(Data entries)
************

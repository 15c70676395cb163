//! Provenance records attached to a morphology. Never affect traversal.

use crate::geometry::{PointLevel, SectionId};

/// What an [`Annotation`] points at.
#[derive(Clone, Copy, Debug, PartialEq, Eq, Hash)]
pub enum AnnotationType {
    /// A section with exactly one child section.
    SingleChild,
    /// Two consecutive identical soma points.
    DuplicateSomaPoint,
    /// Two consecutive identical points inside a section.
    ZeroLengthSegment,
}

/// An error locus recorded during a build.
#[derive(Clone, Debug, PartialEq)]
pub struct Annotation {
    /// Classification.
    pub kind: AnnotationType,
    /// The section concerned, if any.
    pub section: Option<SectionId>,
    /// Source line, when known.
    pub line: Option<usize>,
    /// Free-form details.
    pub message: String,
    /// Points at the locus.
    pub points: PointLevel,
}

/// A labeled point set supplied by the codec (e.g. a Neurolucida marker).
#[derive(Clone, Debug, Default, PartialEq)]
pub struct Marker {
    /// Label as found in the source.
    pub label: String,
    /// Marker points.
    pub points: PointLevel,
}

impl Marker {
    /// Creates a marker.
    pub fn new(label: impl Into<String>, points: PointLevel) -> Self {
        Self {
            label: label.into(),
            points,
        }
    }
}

************

[What to work on]: For every line above that includes the string "PointLevel", copy the line.

[Answer to this problem]:
use crate::geometry::{PointLevel, SectionId};
    pub points: PointLevel,
    pub points: PointLevel,
    pub fn new(label: impl Into<String>, points: PointLevel) -> Self {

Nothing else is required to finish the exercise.